WORK TO BE COMPLETED:
The data must be copied over exactly and in full.

● ● ● ● ●

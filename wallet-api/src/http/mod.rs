//! HTTP surface
//!
//! | Method | Path | Description |
//! |--------|------|-------------|
//! | POST | `/api/v1/wallets` | Create a wallet |
//! | GET | `/api/v1/wallets/:id` | Fetch a wallet |
//! | POST | `/api/v1/wallet` | Deposit or withdraw |
//! | GET | `/api/health` | Liveness |

pub mod error;
mod handlers;

use std::sync::Arc;
use std::time::Duration;

use axum::routing::{get, post};
use axum::Router;
use tokio_util::sync::CancellationToken;
use tower_http::trace::TraceLayer;
use wallet_core::services::WalletService;
use wallet_core::{CallContext, WalletContext};

/// Shared handler state
#[derive(Clone)]
pub struct AppState {
    context: Arc<WalletContext>,
    request_timeout: Duration,
    shutdown: CancellationToken,
}

impl AppState {
    pub fn new(context: Arc<WalletContext>, shutdown: CancellationToken) -> Self {
        let request_timeout = context.config.server.request_timeout;
        Self {
            context,
            request_timeout,
            shutdown,
        }
    }

    fn wallets(&self) -> &WalletService {
        &self.context.wallet_service
    }

    /// Per-request context: the request deadline plus a child of the
    /// server's shutdown token
    fn call_context(&self) -> CallContext {
        CallContext::new()
            .with_cancel(self.shutdown.child_token())
            .with_timeout(self.request_timeout)
    }
}

pub fn router(state: AppState) -> Router {
    Router::new()
        .route("/api/health", get(handlers::health))
        .route("/api/v1/wallets", post(handlers::create_wallet))
        .route("/api/v1/wallets/:id", get(handlers::get_wallet))
        .route("/api/v1/wallet", post(handlers::submit_operation))
        .layer(TraceLayer::new_for_http())
        .with_state(state)
}

#[cfg(test)]
mod tests {
    use super::*;
    use axum::body::{to_bytes, Body};
    use axum::http::{header, Request, StatusCode};
    use serde_json::{json, Value};
    use tower::ServiceExt;
    use uuid::Uuid;
    use wallet_core::config::Config;
    use wallet_core::services::EntryPoint;

    fn test_state() -> AppState {
        let context = WalletContext::new(Config::default(), EntryPoint::Api).unwrap();
        AppState::new(Arc::new(context), CancellationToken::new())
    }

    async fn send(app: Router, request: Request<Body>) -> (StatusCode, Value) {
        let response = app.oneshot(request).await.unwrap();
        let status = response.status();
        let bytes = to_bytes(response.into_body(), usize::MAX).await.unwrap();
        (status, serde_json::from_slice(&bytes).unwrap())
    }

    fn post_json(uri: &str, body: Value) -> Request<Body> {
        Request::builder()
            .method("POST")
            .uri(uri)
            .header(header::CONTENT_TYPE, "application/json")
            .body(Body::from(body.to_string()))
            .unwrap()
    }

    fn get(uri: &str) -> Request<Body> {
        Request::builder().uri(uri).body(Body::empty()).unwrap()
    }

    async fn create(app: &Router) -> Value {
        let request = Request::builder()
            .method("POST")
            .uri("/api/v1/wallets")
            .body(Body::empty())
            .unwrap();
        let (status, body) = send(app.clone(), request).await;
        assert_eq!(status, StatusCode::CREATED);
        body
    }

    #[tokio::test]
    async fn test_health() {
        let (status, body) = send(router(test_state()), get("/api/health")).await;
        assert_eq!(status, StatusCode::OK);
        assert_eq!(body, json!({ "status": "ok" }));
    }

    #[tokio::test]
    async fn test_create_then_get() {
        let app = router(test_state());
        let created = create(&app).await;
        assert_eq!(created["balance"], 0);
        assert_eq!(created["version"], 1);

        let id = created["id"].as_str().unwrap();
        let (status, fetched) = send(app, get(&format!("/api/v1/wallets/{id}"))).await;
        assert_eq!(status, StatusCode::OK);
        assert_eq!(fetched, created);
    }

    #[tokio::test]
    async fn test_operation_flow_and_insufficient_funds() {
        let app = router(test_state());
        let id = create(&app).await["id"].as_str().unwrap().to_string();

        let (status, body) = send(
            app.clone(),
            post_json("/api/v1/wallet", json!({ "walletId": id, "operationType": "DEPOSIT", "amount": 100 })),
        )
        .await;
        assert_eq!(status, StatusCode::OK);
        assert_eq!(body["balance"], 100);
        assert_eq!(body["version"], 2);

        let (status, body) = send(
            app.clone(),
            post_json("/api/v1/wallet", json!({ "walletId": id, "operationType": "WITHDRAW", "amount": 150 })),
        )
        .await;
        assert_eq!(status, StatusCode::BAD_REQUEST);
        assert_eq!(body["code"], "INSUFFICIENT_FUNDS");

        let (_, body) = send(app, get(&format!("/api/v1/wallets/{id}"))).await;
        assert_eq!(body["balance"], 100);
        assert_eq!(body["version"], 2);
    }

    #[tokio::test]
    async fn test_invalid_operations_are_rejected() {
        let app = router(test_state());
        let id = create(&app).await["id"].as_str().unwrap().to_string();

        let (status, body) = send(
            app.clone(),
            post_json("/api/v1/wallet", json!({ "walletId": id, "operationType": "DEPOSIT", "amount": -5 })),
        )
        .await;
        assert_eq!(status, StatusCode::BAD_REQUEST);
        assert_eq!(body["code"], "INVALID_AMOUNT");

        let (status, body) = send(
            app.clone(),
            post_json("/api/v1/wallet", json!({ "walletId": id, "operationType": "deposit", "amount": 5 })),
        )
        .await;
        assert_eq!(status, StatusCode::BAD_REQUEST);
        assert_eq!(body["code"], "INVALID_OPERATION_TYPE");

        let request = Request::builder()
            .method("POST")
            .uri("/api/v1/wallet")
            .header(header::CONTENT_TYPE, "application/json")
            .body(Body::from("{not json"))
            .unwrap();
        let (status, body) = send(app, request).await;
        assert_eq!(status, StatusCode::BAD_REQUEST);
        assert_eq!(body["code"], "INVALID_REQUEST");
    }

    #[tokio::test]
    async fn test_unknown_and_malformed_ids() {
        let app = router(test_state());

        let missing = Uuid::new_v4();
        let (status, body) = send(app.clone(), get(&format!("/api/v1/wallets/{missing}"))).await;
        assert_eq!(status, StatusCode::NOT_FOUND);
        assert_eq!(body["code"], "WALLET_NOT_FOUND");

        let (status, body) = send(app.clone(), get("/api/v1/wallets/not-a-uuid")).await;
        assert_eq!(status, StatusCode::BAD_REQUEST);
        assert_eq!(body["code"], "INVALID_REQUEST");

        let (status, body) = send(
            app,
            post_json("/api/v1/wallet", json!({ "walletId": missing, "operationType": "DEPOSIT", "amount": 1 })),
        )
        .await;
        assert_eq!(status, StatusCode::NOT_FOUND);
        assert_eq!(body["code"], "WALLET_NOT_FOUND");
    }

    #[tokio::test]
    async fn test_shutdown_cancels_requests() {
        let state = test_state();
        let app = router(state.clone());
        let id = create(&app).await["id"].as_str().unwrap().to_string();

        state.shutdown.cancel();
        let (status, body) = send(
            app,
            post_json("/api/v1/wallet", json!({ "walletId": id, "operationType": "DEPOSIT", "amount": 1 })),
        )
        .await;
        assert_eq!(status, StatusCode::SERVICE_UNAVAILABLE);
        assert_eq!(body["code"], "CANCELLED");
        assert_eq!(body["error"], "request cancelled");
    }
}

● ● ● ● ●

SOLUTION:
filename wallet-api/src/http/mod.rs
//! HTTP surface
//!
//! | Method | Path | Description |
//! |--------|------|-------------|
//! | POST | `/api/v1/wallets` | Create a wallet |
//! | GET | `/api/v1/wallets/:id` | Fetch a wallet |
//! | POST | `/api/v1/wallet` | Deposit or withdraw |
//! | GET | `/api/health` | Liveness |

pub mod error;
mod handlers;

use std::sync::Arc;
use std::time::Duration;

use axum::routing::{get, post};
use axum::Router;
use tokio_util::sync::CancellationToken;
use tower_http::trace::TraceLayer;
use wallet_core::services::WalletService;
use wallet_core::{CallContext, WalletContext};

/// Shared handler state
#[derive(Clone)]
pub struct AppState {
    context: Arc<WalletContext>,
    request_timeout: Duration,
    shutdown: CancellationToken,
}

impl AppState {
    pub fn new(context: Arc<WalletContext>, shutdown: CancellationToken) -> Self {
        let request_timeout = context.config.server.request_timeout;
        Self {
            context,
            request_timeout,
            shutdown,
        }
    }

    fn wallets(&self) -> &WalletService {
        &self.context.wallet_service
    }

    /// Per-request context: the request deadline plus a child of the
    /// server's shutdown token
    fn call_context(&self) -> CallContext {
        CallContext::new()
            .with_cancel(self.shutdown.child_token())
            .with_timeout(self.request_timeout)
    }
}

pub fn router(state: AppState) -> Router {
    Router::new()
        .route("/api/health", get(handlers::health))
        .route("/api/v1/wallets", post(handlers::create_wallet))
        .route("/api/v1/wallets/:id", get(handlers::get_wallet))
        .route("/api/v1/wallet", post(handlers::submit_operation))
        .layer(TraceLayer::new_for_http())
        .with_state(state)
}

#[cfg(test)]
mod tests {
    use super::*;
    use axum::body::{to_bytes, Body};
    use axum::http::{header, Request, StatusCode};
    use serde_json::{json, Value};
    use tower::ServiceExt;
    use uuid::Uuid;
    use wallet_core::config::Config;
    use wallet_core::services::EntryPoint;

    fn test_state() -> AppState {
        let context = WalletContext::new(Config::default(), EntryPoint::Api).unwrap();
        AppState::new(Arc::new(context), CancellationToken::new())
    }

    async fn send(app: Router, request: Request<Body>) -> (StatusCode, Value) {
        let response = app.oneshot(request).await.unwrap();
        let status = response.status();
        let bytes = to_bytes(response.into_body(), usize::MAX).await.unwrap();
        (status, serde_json::from_slice(&bytes).unwrap())
    }

    fn post_json(uri: &str, body: Value) -> Request<Body> {
        Request::builder()
            .method("POST")
            .uri(uri)
            .header(header::CONTENT_TYPE, "application/json")
            .body(Body::from(body.to_string()))
            .unwrap()
    }

    fn get(uri: &str) -> Request<Body> {
        Request::builder().uri(uri).body(Body::empty()).unwrap()
    }

    async fn create(app: &Router) -> Value {
        let request = Request::builder()
            .method("POST")
            .uri("/api/v1/wallets")
            .body(Body::empty())
            .unwrap();
        let (status, body) = send(app.clone(), request).await;
        assert_eq!(status, StatusCode::CREATED);
        body
    }

    #[tokio::test]
    async fn test_health() {
        let (status, body) = send(router(test_state()), get("/api/health")).await;
        assert_eq!(status, StatusCode::OK);
        assert_eq!(body, json!({ "status": "ok" }));
    }

    #[tokio::test]
    async fn test_create_then_get() {
        let app = router(test_state());
        let created = create(&app).await;
        assert_eq!(created["balance"], 0);
        assert_eq!(created["version"], 1);

        let id = created["id"].as_str().unwrap();
        let (status, fetched) = send(app, get(&format!("/api/v1/wallets/{id}"))).await;
        assert_eq!(status, StatusCode::OK);
        assert_eq!(fetched, created);
    }

    #[tokio::test]
    async fn test_operation_flow_and_insufficient_funds() {
        let app = router(test_state());
        let id = create(&app).await["id"].as_str().unwrap().to_string();

        let (status, body) = send(
            app.clone(),
            post_json("/api/v1/wallet", json!({ "walletId": id, "operationType": "DEPOSIT", "amount": 100 })),
        )
        .await;
        assert_eq!(status, StatusCode::OK);
        assert_eq!(body["balance"], 100);
        assert_eq!(body["version"], 2);

        let (status, body) = send(
            app.clone(),
            post_json("/api/v1/wallet", json!({ "walletId": id, "operationType": "WITHDRAW", "amount": 150 })),
        )
        .await;
        assert_eq!(status, StatusCode::BAD_REQUEST);
        assert_eq!(body["code"], "INSUFFICIENT_FUNDS");

        let (_, body) = send(app, get(&format!("/api/v1/wallets/{id}"))).await;
        assert_eq!(body["balance"], 100);
        assert_eq!(body["version"], 2);
    }

    #[tokio::test]
    async fn test_invalid_operations_are_rejected() {
        let app = router(test_state());
        let id = create(&app).await["id"].as_str().unwrap().to_string();

        let (status, body) = send(
            app.clone(),
            post_json("/api/v1/wallet", json!({ "walletId": id, "operationType": "DEPOSIT", "amount": -5 })),
        )
        .await;
        assert_eq!(status, StatusCode::BAD_REQUEST);
        assert_eq!(body["code"], "INVALID_AMOUNT");

        let (status, body) = send(
            app.clone(),
            post_json("/api/v1/wallet", json!({ "walletId": id, "operationType": "deposit", "amount": 5 })),
        )
        .await;
        assert_eq!(status, StatusCode::BAD_REQUEST);
        assert_eq!(body["code"], "INVALID_OPERATION_TYPE");

        let request = Request::builder()
            .method("POST")
            .uri("/api/v1/wallet")
            .header(header::CONTENT_TYPE, "application/json")
            .body(Body::from("{not json"))
            .unwrap();
        let (status, body) = send(app, request).await;
        assert_eq!(status, StatusCode::BAD_REQUEST);
        assert_eq!(body["code"], "INVALID_REQUEST");
    }

    #[tokio::test]
    async fn test_unknown_and_malformed_ids() {
        let app = router(test_state());

        let missing = Uuid::new_v4();
        let (status, body) = send(app.clone(), get(&format!("/api/v1/wallets/{missing}"))).await;
        assert_eq!(status, StatusCode::NOT_FOUND);
        assert_eq!(body["code"], "WALLET_NOT_FOUND");

        let (status, body) = send(app.clone(), get("/api/v1/wallets/not-a-uuid")).await;
        assert_eq!(status, StatusCode::BAD_REQUEST);
        assert_eq!(body["code"], "INVALID_REQUEST");

        let (status, body) = send(
            app,
            post_json("/api/v1/wallet", json!({ "walletId": missing, "operationType": "DEPOSIT", "amount": 1 })),
        )
        .await;
        assert_eq!(status, StatusCode::NOT_FOUND);
        assert_eq!(body["code"], "WALLET_NOT_FOUND");
    }

    #[tokio::test]
    async fn test_shutdown_cancels_requests() {
        let state = test_state();
        let app = router(state.clone());
        let id = create(&app).await["id"].as_str().unwrap().to_string();

        state.shutdown.cancel();
        let (status, body) = send(
            app,
            post_json("/api/v1/wallet", json!({ "walletId": id, "operationType": "DEPOSIT", "amount": 1 })),
        )
        .await;
        assert_eq!(status, StatusCode::SERVICE_UNAVAILABLE);
        assert_eq!(body["code"], "CANCELLED");
        assert_eq!(body["error"], "request cancelled");
    }
}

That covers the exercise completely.